A retired police sergeant whose erratic behavior frightened his family into committing him to a psychiatric hospital fled the ward and was killed by officers during a gun battle outside his home.
The barrage of gunfire turned a Staten Island neighborhood into a live shooting gallery on Tuesday, with officers firing 19 shots at the distraught former officer, who shot eight rounds and died within a few meters of his three children, aged three, five and seven.
ERRATIC BEHAVIOR
The shootout came hours after Jason Aiello’s cousins and wife took him to the psychiatric ward because they were concerned about his increasingly bizarre behavior. Aiello kept quoting Biblical scripture and said he needed to get away and take his family out of the city for safety’s sake, police said.
The hospital where Aiello was committed on Monday night called police on Tuesday morning, saying he had walked out and likely had access to weapons.
Shortly afterward, Aiello’s mother called police, reporting he was holding his wife and three children hostage at his home.
When two officers from Aiello’s former precinct responded, he was in the street arguing with his wife about taking the children away, police said. The couple’s children were in the family minivan on the street.
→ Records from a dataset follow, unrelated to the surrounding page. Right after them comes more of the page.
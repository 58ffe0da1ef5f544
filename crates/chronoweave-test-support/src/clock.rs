//! Test clock: deterministic `Clock` implementation for tests.

use chrono::{DateTime, TimeZone, Utc};
use chronoweave_core::clock::Clock;

/// A clock that always returns a fixed point in time.
#[derive(Debug, Clone, Copy)]
pub struct FixedClock(pub DateTime<Utc>);

impl Clock for FixedClock {
    fn now(&self) -> DateTime<Utc> {
        self.0
    }
}

/// The timestamp every journal test expects.
///
/// # Panics
///
/// Never; the literal date is valid.
#[must_use]
pub fn fixed_clock() -> FixedClock {
    FixedClock(Utc.with_ymd_and_hms(2026, 1, 15, 10, 0, 0).unwrap())
}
Officers trying to handcuff him said Aiello broke free and pulled out a gun.
“Jason, put the gun down,” one of the officers said, according to the police account.
Instead, Aiello fired twice at the officers as he ran toward a cousin’s sport utility vehicle across the street, police and witnesses said.
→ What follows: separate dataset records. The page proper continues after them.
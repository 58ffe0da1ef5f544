//! Membership rules for webs and tensions.

use std::ops::RangeInclusive;

use chronoweave_core::error::HardError;
use chronoweave_core::world::{DynamicsType, TensionType};

/// Allowed member count of any relationship web.
pub const WEB_MEMBERS: RangeInclusive<usize> = 2..=6;

/// Allowed member count of a love triangle, web or tension.
pub const LOVE_TRIANGLE_MEMBERS: RangeInclusive<usize> = 2..=3;

/// Allowed actor count of any romantic tension.
pub const TENSION_MEMBERS: RangeInclusive<usize> = 2..=3;

/// Checks a web's member count against its dynamics.
///
/// # Errors
///
/// Returns `HardError::InvalidComposition` when the count is outside
/// [`WEB_MEMBERS`], or outside [`LOVE_TRIANGLE_MEMBERS`] for a love triangle.
pub fn check_web_members(dynamics_type: DynamicsType, member_count: usize) -> Result<(), HardError> {
    if dynamics_type == DynamicsType::LoveTriangle && !LOVE_TRIANGLE_MEMBERS.contains(&member_count)
    {
        return Err(HardError::InvalidComposition(format!(
            "love triangle requires 2 or 3 members, got {member_count}"
        )));
    }
    if !WEB_MEMBERS.contains(&member_count) {
        return Err(HardError::InvalidComposition(format!(
            "relationship web requires 2 to 6 members, got {member_count}"
        )));
    }
    Ok(())
}

/// Checks a tension's actor count.
///
/// # Errors
///
/// Returns `HardError::InvalidComposition` when the count is outside
/// [`TENSION_MEMBERS`].
pub fn check_tension_members(tension_type: TensionType, actor_count: usize) -> Result<(), HardError> {
    if !TENSION_MEMBERS.contains(&actor_count) {
        return Err(HardError::InvalidComposition(format!(
            "{tension_type:?} tension requires 2 or 3 actors, got {actor_count}"
        )));
    }
    Ok(())
}

/// Starting `(cohesion, conflict)` for a new web.
#[must_use]
pub fn initial_levels(dynamics_type: DynamicsType) -> (i32, i32) {
    match dynamics_type {
        DynamicsType::Alliance => (60, 20),
        DynamicsType::Rivalry => (25, 65),
        DynamicsType::LoveTriangle => (45, 55),
        DynamicsType::Mentorship => (70, 10),
    }
}
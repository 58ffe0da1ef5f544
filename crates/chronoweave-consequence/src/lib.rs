//! Chronoweave Consequence Engine.
//!
//! Responsible for scheduling consequence chains from flagged player
//! choices, maturing them when their turn arrives, branching them into
//! decaying child chains, and emitting the relationship shifts they cause.

pub mod application;
pub mod domain;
The officers returned fire as Aiello got into the car; one officer fired nine times, the other 10.
Aiello’s wife ran to the SUV amid the gunfire and got in the passenger’s side to try to stop her husband, police said.
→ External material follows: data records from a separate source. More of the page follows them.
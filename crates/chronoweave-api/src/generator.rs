//! HTTP content generator.
//!
//! Posts the context document and the requested output shape to a
//! configured endpoint and expects a JSON object back. Every transport or
//! decoding problem becomes a `GenerationError`, which the engines recover
//! from with fallback text.

use async_trait::async_trait;
use chronoweave_core::generation::{
    ContentGenerator, GenerationError, OutputShape, StructuredContent,
};
use reqwest::header::{CONTENT_TYPE, HeaderMap, HeaderValue};
use serde::Serialize;
use serde_json::Value;
use tracing::debug;

/// Request body sent to the generation endpoint.
#[derive(Debug, Serialize)]
struct GenerationRequest<'a> {
    shape: &'a OutputShape,
    context: &'a str,
}

/// A `ContentGenerator` backed by an HTTP endpoint.
#[derive(Debug, Clone)]
pub struct HttpContentGenerator {
    client: reqwest::Client,
    endpoint: String,
}

impl HttpContentGenerator {
    /// Creates a generator posting to `endpoint`.
    ///
    /// # Errors
    ///
    /// Returns the `reqwest::Error` if the client cannot be built.
    pub fn new(endpoint: impl Into<String>) -> Result<Self, reqwest::Error> {
        let mut headers = HeaderMap::new();
        headers.insert(CONTENT_TYPE, HeaderValue::from_static("application/json"));
        let client = reqwest::Client::builder()
            .default_headers(headers)
            .build()?;
        Ok(Self {
            client,
            endpoint: endpoint.into(),
        })
    }

    /// The endpoint requests are posted to.
    #[must_use]
    pub fn endpoint(&self) -> &str {
        &self.endpoint
    }
}

#[async_trait]
impl ContentGenerator for HttpContentGenerator {
    async fn generate(
        &self,
        context_document: &str,
        shape: &OutputShape,
    ) -> Result<StructuredContent, GenerationError> {
        let request = GenerationRequest {
            shape,
            context: context_document,
        };

        let response = self
            .client
            .post(&self.endpoint)
            .json(&request)
            .send()
            .await
            .map_err(|e| GenerationError::Unavailable(e.to_string()))?;

        let status = response.status();
        if !status.is_success() {
            return Err(GenerationError::Unavailable(format!(
                "generator returned {status}"
            )));
        }

        let body: Value = response
            .json()
            .await
            .map_err(|e| GenerationError::Malformed(e.to_string()))?;
        debug!(shape = shape.name, "generator responded");
        into_content(body)
    }
}

fn into_content(body: Value) -> Result<StructuredContent, GenerationError> {
    match body {
        Value::Object(map) => Ok(StructuredContent(map)),
        other => Err(GenerationError::Malformed(format!(
            "expected a JSON object, got {other}"
        ))),
    }
}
The retired officer fired six more times before he was killed. He was hit twice in the shoulder and back and was grazed in the head, police said. No one else was hurt.
EXCESSIVE FORCE?
Chief police spokesman Paul Browne said the shooting appeared to be justified. A preliminary investigation showed the officers faced an imminent threat of serious physical injury or death.
Aiello’s family members and their attorney disputed the New York Police Department’s account and say police used “more than excessive” force.
Attorney Peter Antioco told the Staten Island Advance that Aiello’s wife took the gun away from her husband while they were in the car and yelled at police not to shoot.
The former sergeant was on the force for 12 years and retired in 2006 on disability because of a knee injury, police said. He apparently had no history of emotional problems.